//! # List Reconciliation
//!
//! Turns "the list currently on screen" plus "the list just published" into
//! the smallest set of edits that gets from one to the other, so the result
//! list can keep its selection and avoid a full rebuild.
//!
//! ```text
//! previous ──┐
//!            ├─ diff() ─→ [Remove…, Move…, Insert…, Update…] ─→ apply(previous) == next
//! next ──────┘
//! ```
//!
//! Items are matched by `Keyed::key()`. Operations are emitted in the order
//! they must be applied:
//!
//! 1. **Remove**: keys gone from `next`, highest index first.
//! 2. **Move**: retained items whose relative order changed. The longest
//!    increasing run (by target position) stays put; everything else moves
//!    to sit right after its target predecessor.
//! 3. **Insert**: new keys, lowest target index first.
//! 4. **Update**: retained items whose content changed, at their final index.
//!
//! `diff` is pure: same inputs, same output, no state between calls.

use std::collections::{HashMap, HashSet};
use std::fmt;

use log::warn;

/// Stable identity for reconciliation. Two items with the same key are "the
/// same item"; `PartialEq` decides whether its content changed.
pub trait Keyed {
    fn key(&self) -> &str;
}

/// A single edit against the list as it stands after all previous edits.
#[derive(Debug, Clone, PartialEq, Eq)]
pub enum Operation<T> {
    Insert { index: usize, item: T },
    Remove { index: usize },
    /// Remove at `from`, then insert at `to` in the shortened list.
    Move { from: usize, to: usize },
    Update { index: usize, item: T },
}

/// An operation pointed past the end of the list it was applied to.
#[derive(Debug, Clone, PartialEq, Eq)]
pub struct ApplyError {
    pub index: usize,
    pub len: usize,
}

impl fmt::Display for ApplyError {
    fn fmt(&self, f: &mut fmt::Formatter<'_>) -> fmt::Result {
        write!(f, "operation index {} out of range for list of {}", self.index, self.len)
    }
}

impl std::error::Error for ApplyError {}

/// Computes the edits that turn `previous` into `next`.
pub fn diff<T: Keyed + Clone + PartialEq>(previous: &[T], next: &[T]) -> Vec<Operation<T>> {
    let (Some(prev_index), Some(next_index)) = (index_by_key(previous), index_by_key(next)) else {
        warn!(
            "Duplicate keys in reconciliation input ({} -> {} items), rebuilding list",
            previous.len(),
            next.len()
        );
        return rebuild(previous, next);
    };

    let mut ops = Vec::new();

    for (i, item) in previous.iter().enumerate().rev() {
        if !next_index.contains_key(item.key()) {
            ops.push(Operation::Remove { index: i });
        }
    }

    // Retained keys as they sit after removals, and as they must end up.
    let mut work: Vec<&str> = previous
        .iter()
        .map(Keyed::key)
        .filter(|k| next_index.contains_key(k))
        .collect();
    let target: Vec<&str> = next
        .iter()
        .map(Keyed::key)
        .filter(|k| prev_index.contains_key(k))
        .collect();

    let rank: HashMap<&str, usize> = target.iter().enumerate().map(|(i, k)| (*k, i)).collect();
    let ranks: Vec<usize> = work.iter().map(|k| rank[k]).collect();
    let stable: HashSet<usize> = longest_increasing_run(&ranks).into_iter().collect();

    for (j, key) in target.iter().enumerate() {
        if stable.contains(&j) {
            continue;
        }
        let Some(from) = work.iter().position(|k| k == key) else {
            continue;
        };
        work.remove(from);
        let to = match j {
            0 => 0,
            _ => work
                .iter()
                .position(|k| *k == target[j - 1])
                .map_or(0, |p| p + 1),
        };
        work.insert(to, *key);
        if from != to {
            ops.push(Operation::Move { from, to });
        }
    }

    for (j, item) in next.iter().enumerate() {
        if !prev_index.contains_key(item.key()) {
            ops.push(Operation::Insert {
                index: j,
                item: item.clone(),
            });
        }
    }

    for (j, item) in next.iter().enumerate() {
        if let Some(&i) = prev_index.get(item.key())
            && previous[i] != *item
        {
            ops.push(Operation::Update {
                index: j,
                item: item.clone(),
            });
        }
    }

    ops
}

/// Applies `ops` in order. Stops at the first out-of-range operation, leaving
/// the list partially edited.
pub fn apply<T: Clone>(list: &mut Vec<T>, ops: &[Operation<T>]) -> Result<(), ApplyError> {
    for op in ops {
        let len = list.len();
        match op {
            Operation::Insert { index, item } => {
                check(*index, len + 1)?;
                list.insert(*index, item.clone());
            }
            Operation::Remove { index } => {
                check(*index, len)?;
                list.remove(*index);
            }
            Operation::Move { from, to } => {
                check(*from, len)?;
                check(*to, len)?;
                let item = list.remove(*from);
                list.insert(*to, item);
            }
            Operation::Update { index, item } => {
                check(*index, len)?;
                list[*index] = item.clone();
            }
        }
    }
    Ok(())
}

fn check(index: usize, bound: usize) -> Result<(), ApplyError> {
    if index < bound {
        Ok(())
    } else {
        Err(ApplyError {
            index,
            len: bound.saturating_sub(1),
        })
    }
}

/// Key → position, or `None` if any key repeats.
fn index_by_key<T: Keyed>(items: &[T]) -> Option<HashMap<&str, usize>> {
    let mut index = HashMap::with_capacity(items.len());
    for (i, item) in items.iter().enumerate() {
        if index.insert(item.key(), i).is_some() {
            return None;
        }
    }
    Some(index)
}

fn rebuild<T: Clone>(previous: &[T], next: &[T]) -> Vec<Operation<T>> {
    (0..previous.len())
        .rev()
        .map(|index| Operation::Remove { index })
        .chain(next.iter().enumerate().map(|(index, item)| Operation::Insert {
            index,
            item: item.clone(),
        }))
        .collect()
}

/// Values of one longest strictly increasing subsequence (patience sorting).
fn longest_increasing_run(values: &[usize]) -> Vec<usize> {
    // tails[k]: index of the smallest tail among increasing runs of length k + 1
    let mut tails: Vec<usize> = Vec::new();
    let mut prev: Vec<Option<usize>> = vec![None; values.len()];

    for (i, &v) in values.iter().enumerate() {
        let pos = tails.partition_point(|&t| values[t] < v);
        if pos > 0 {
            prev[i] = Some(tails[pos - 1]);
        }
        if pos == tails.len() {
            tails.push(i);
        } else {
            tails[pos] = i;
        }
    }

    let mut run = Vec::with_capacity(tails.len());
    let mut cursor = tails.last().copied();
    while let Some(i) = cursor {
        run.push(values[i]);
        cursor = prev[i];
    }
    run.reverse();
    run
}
----
*REQUIREMENT*
Every line from above should appear again in the answer, exactly as written.

*EXERCISE RESULT*
//! # List Reconciliation
//!
//! Turns "the list currently on screen" plus "the list just published" into
//! the smallest set of edits that gets from one to the other, so the result
//! list can keep its selection and avoid a full rebuild.
//!
//! ```text
//! previous ──┐
//!            ├─ diff() ─→ [Remove…, Move…, Insert…, Update…] ─→ apply(previous) == next
//! next ──────┘
//! ```
//!
//! Items are matched by `Keyed::key()`. Operations are emitted in the order
//! they must be applied:
//!
//! 1. **Remove**: keys gone from `next`, highest index first.
//! 2. **Move**: retained items whose relative order changed. The longest
//!    increasing run (by target position) stays put; everything else moves
//!    to sit right after its target predecessor.
//! 3. **Insert**: new keys, lowest target index first.
//! 4. **Update**: retained items whose content changed, at their final index.
//!
//! `diff` is pure: same inputs, same output, no state between calls.

use std::collections::{HashMap, HashSet};
use std::fmt;

use log::warn;

/// Stable identity for reconciliation. Two items with the same key are "the
/// same item"; `PartialEq` decides whether its content changed.
pub trait Keyed {
    fn key(&self) -> &str;
}

/// A single edit against the list as it stands after all previous edits.
#[derive(Debug, Clone, PartialEq, Eq)]
pub enum Operation<T> {
    Insert { index: usize, item: T },
    Remove { index: usize },
    /// Remove at `from`, then insert at `to` in the shortened list.
    Move { from: usize, to: usize },
    Update { index: usize, item: T },
}

/// An operation pointed past the end of the list it was applied to.
#[derive(Debug, Clone, PartialEq, Eq)]
pub struct ApplyError {
    pub index: usize,
    pub len: usize,
}

impl fmt::Display for ApplyError {
    fn fmt(&self, f: &mut fmt::Formatter<'_>) -> fmt::Result {
        write!(f, "operation index {} out of range for list of {}", self.index, self.len)
    }
}

impl std::error::Error for ApplyError {}

/// Computes the edits that turn `previous` into `next`.
pub fn diff<T: Keyed + Clone + PartialEq>(previous: &[T], next: &[T]) -> Vec<Operation<T>> {
    let (Some(prev_index), Some(next_index)) = (index_by_key(previous), index_by_key(next)) else {
        warn!(
            "Duplicate keys in reconciliation input ({} -> {} items), rebuilding list",
            previous.len(),
            next.len()
        );
        return rebuild(previous, next);
    };

    let mut ops = Vec::new();

    for (i, item) in previous.iter().enumerate().rev() {
        if !next_index.contains_key(item.key()) {
            ops.push(Operation::Remove { index: i });
        }
    }

    // Retained keys as they sit after removals, and as they must end up.
    let mut work: Vec<&str> = previous
        .iter()
        .map(Keyed::key)
        .filter(|k| next_index.contains_key(k))
        .collect();
    let target: Vec<&str> = next
        .iter()
        .map(Keyed::key)
        .filter(|k| prev_index.contains_key(k))
        .collect();

    let rank: HashMap<&str, usize> = target.iter().enumerate().map(|(i, k)| (*k, i)).collect();
    let ranks: Vec<usize> = work.iter().map(|k| rank[k]).collect();
    let stable: HashSet<usize> = longest_increasing_run(&ranks).into_iter().collect();

    for (j, key) in target.iter().enumerate() {
        if stable.contains(&j) {
            continue;
        }
        let Some(from) = work.iter().position(|k| k == key) else {
            continue;
        };
        work.remove(from);
        let to = match j {
            0 => 0,
            _ => work
                .iter()
                .position(|k| *k == target[j - 1])
                .map_or(0, |p| p + 1),
        };
        work.insert(to, *key);
        if from != to {
            ops.push(Operation::Move { from, to });
        }
    }

    for (j, item) in next.iter().enumerate() {
        if !prev_index.contains_key(item.key()) {
            ops.push(Operation::Insert {
                index: j,
                item: item.clone(),
            });
        }
    }

    for (j, item) in next.iter().enumerate() {
        if let Some(&i) = prev_index.get(item.key())
            && previous[i] != *item
        {
            ops.push(Operation::Update {
                index: j,
                item: item.clone(),
            });
        }
    }

    ops
}

/// Applies `ops` in order. Stops at the first out-of-range operation, leaving
/// the list partially edited.
pub fn apply<T: Clone>(list: &mut Vec<T>, ops: &[Operation<T>]) -> Result<(), ApplyError> {
    for op in ops {
        let len = list.len();
        match op {
            Operation::Insert { index, item } => {
                check(*index, len + 1)?;
                list.insert(*index, item.clone());
            }
            Operation::Remove { index } => {
                check(*index, len)?;
                list.remove(*index);
            }
            Operation::Move { from, to } => {
                check(*from, len)?;
                check(*to, len)?;
                let item = list.remove(*from);
                list.insert(*to, item);
            }
            Operation::Update { index, item } => {
                check(*index, len)?;
                list[*index] = item.clone();
            }
        }
    }
    Ok(())
}

fn check(index: usize, bound: usize) -> Result<(), ApplyError> {
    if index < bound {
        Ok(())
    } else {
        Err(ApplyError {
            index,
            len: bound.saturating_sub(1),
        })
    }
}

/// Key → position, or `None` if any key repeats.
fn index_by_key<T: Keyed>(items: &[T]) -> Option<HashMap<&str, usize>> {
    let mut index = HashMap::with_capacity(items.len());
    for (i, item) in items.iter().enumerate() {
        if index.insert(item.key(), i).is_some() {
            return None;
        }
    }
    Some(index)
}

fn rebuild<T: Clone>(previous: &[T], next: &[T]) -> Vec<Operation<T>> {
    (0..previous.len())
        .rev()
        .map(|index| Operation::Remove { index })
        .chain(next.iter().enumerate().map(|(index, item)| Operation::Insert {
            index,
            item: item.clone(),
        }))
        .collect()
}

/// Values of one longest strictly increasing subsequence (patience sorting).
fn longest_increasing_run(values: &[usize]) -> Vec<usize> {
    // tails[k]: index of the smallest tail among increasing runs of length k + 1
    let mut tails: Vec<usize> = Vec::new();
    let mut prev: Vec<Option<usize>> = vec![None; values.len()];

    for (i, &v) in values.iter().enumerate() {
        let pos = tails.partition_point(|&t| values[t] < v);
        if pos > 0 {
            prev[i] = Some(tails[pos - 1]);
        }
        if pos == tails.len() {
            tails.push(i);
        } else {
            tails[pos] = i;
        }
    }

    let mut run = Vec::with_capacity(tails.len());
    let mut cursor = tails.last().copied();
    while let Some(i) = cursor {
        run.push(values[i]);
        cursor = prev[i];
    }
    run.reverse();
    run
}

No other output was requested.